É por isso tão estranha a decisão de incluir um prefácio de Negri de 2005, profundamente anacrónico, nesta presente edição portuguesa. Negri é repescado na tentativa de associar o seu prestígio a um texto que não apenas o dispensa como é diminuído por ele. Negri associa a vitalidade dos “Invisíveis” aos vários movimentos então contemporâneos (a Pantera, movimento estudantil italiano dos anos 90, e as grandes mobilizações anti-globalização de Seatlle, Praga e Génova) afirmando que o livro faz uma antropologia da “multitude” que vem, traçando uma linha de continuidade entre os anos Setenta e uma nova primavera dos movimentos. Se este tipo de afirmação era comum em 2005, em 2025 soa a uma piada de mau gosto.
A sintonia concreta entre as instituições formais e informais da esquerda (o dito “movimento”) e as formas difusas de antagonismo social parecia algo “natural” até à sucessão explosiva de revoltas e insurreições que se seguiram à crise financeira de 2008, onde se começou, lentamente, a desenhar um seu divórcio.
Em 2011/12, nas praças ocupadas de Madrid, Lisboa e Nova Iorque, “movimento” e antagonismo pareciam indistinguíveis. Tornaram-se, poucos anos depois, em 2019/2020, durante os Coletes Amarelos e a “Insurreição George Floyd” (ambos descritos enquanto as maiores revoltas desde 1968), em entidades distintas: o impacto das instituições militantes no desenvolvimento dos acontecimentos foi relativamente nulo. De um lado, os “movimentos sociais”, folclorizados, burocratizados e autorreferenciais, incapazes de pensar além da política representativa, de uma banal catequese dos bons sentimentos, e da judicialização autofágica do seu próprio meio. Do outro lado, as massas “selvagens”, cada vez mais proletarizadas e privas de forma, ilegíveis à luz das categorias políticas das sociedades liberais, simultaneamente demasiado revolucionárias e demasiado reaccionárias, humilhadas e odiadas pelo progressismo, avessas a qualquer paternalismo, prontas para explodir a casa toda por lhes ser óbvio que não lhes resta qualquer saída de emergência.

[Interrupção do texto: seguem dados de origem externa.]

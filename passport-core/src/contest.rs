//! Lucky-draw contest entries submitted from the welcome banner.
use chrono::{DateTime, Utc};
use serde::{Deserialize, Serialize};
use thiserror::Error;

#[derive(Debug, Clone, PartialEq, Eq, Error)]
pub enum ContestError {
    #[error("a name is required")]
    MissingName,
    #[error("`{0}` is not an email address")]
    InvalidEmail(String),
    #[error("the entry could not be saved: {0}")]
    Write(String),
    #[error("the welcome banner is not open")]
    BannerClosed,
}

/// What the visitor typed into the banner form.
#[derive(Debug, Clone, PartialEq, Eq, Default, Serialize, Deserialize)]
pub struct ContestForm {
    pub name: String,
    pub email: String,
    #[serde(default)]
    pub phone: String,
}

impl ContestForm {
    #[must_use]
    pub fn new(
        name: impl Into<String>,
        email: impl Into<String>,
        phone: impl Into<String>,
    ) -> Self {
        Self {
            name: name.into(),
            email: email.into(),
            phone: phone.into(),
        }
    }

    /// # Errors
    ///
    /// Rejects a blank name or an email without `@`.
    pub fn validate(&self) -> Result<(), ContestError> {
        if self.name.trim().is_empty() {
            return Err(ContestError::MissingName);
        }
        let email = self.email.trim();
        if !email.contains('@') {
            return Err(ContestError::InvalidEmail(email.to_string()));
        }
        Ok(())
    }

    /// Stamp the form with progress and submission time.
    #[must_use]
    pub fn into_entry(self, stamps_collected: usize, created_at: DateTime<Utc>) -> ContestEntry {
        ContestEntry {
            name: self.name.trim().to_string(),
            email: self.email.trim().to_string(),
            phone: self.phone.trim().to_string(),
            stamps_collected,
            created_at,
        }
    }
}

/// Row written to the `bookings` table.
#[derive(Debug, Clone, PartialEq, Eq, Serialize, Deserialize)]
pub struct ContestEntry {
    pub name: String,
    pub email: String,
    pub phone: String,
    pub stamps_collected: usize,
    pub created_at: DateTime<Utc>,
}

#[cfg(test)]
mod tests {
    use super::*;
    use chrono::TimeZone;

    #[test]
    fn validation_rules() {
        assert_eq!(
            ContestForm::new("  ", "a@b.tw", "").validate(),
            Err(ContestError::MissingName)
        );
        assert_eq!(
            ContestForm::new("Mei", "mei.example.tw", "").validate(),
            Err(ContestError::InvalidEmail("mei.example.tw".into()))
        );
        assert!(ContestForm::new("Mei", "mei@example.tw", "").validate().is_ok());
    }

    #[test]
    fn entry_serializes_with_rfc3339_timestamp() {
        let at = Utc.with_ymd_and_hms(2025, 2, 1, 8, 30, 0).unwrap();
        let entry = ContestForm::new(" Mei ", "mei@example.tw", "0912").into_entry(7, at);
        let json = serde_json::to_value(&entry).unwrap();
        assert_eq!(json["name"], "Mei");
        assert_eq!(json["stamps_collected"], 7);
        assert_eq!(json["created_at"], "2025-02-01T08:30:00Z");
    }
}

Talvez o melhor comentário ao prefácio de Negri, e à decisão de o recuperar, sejam as palavras recentes do seu ex-compagnon de route, Maurizio Lazzarato:
Houve quem delirasse sobre a autonomia do proletariado cognitivo e a independência da nova composição de classe. Nada mais falso. Quem decide onde, quando, como e com que força-de-trabalho se produz (assalariada, precária, servil, escrava, feminina, etc) é, de novo, quem possui o capital necessário, quem possui a liquidez e o poder para o fazer. Não é certamente o mais fraco proletariado dos últimos dois séculos. Longe de qualquer “autonomia” e “independência”, a realidade de classe é subordinação, subjugação e submissão, como nunca aconteceu na história do capitalismo. Ser “trabalho vivo” é uma desgraça, porque é sempre trabalho dominado, como o do meu pai e o do meu avô. O trabalho não produz “o” mundo, mas o “mundo do capital”, o que, até prova em contrário, é algo bastante diferente, porque o mundo do capital é um mundo de merda[4].
O que há hoje a pensar são as descontinuidades entre o nosso tempo e o tempo da narrativa de Balestrini.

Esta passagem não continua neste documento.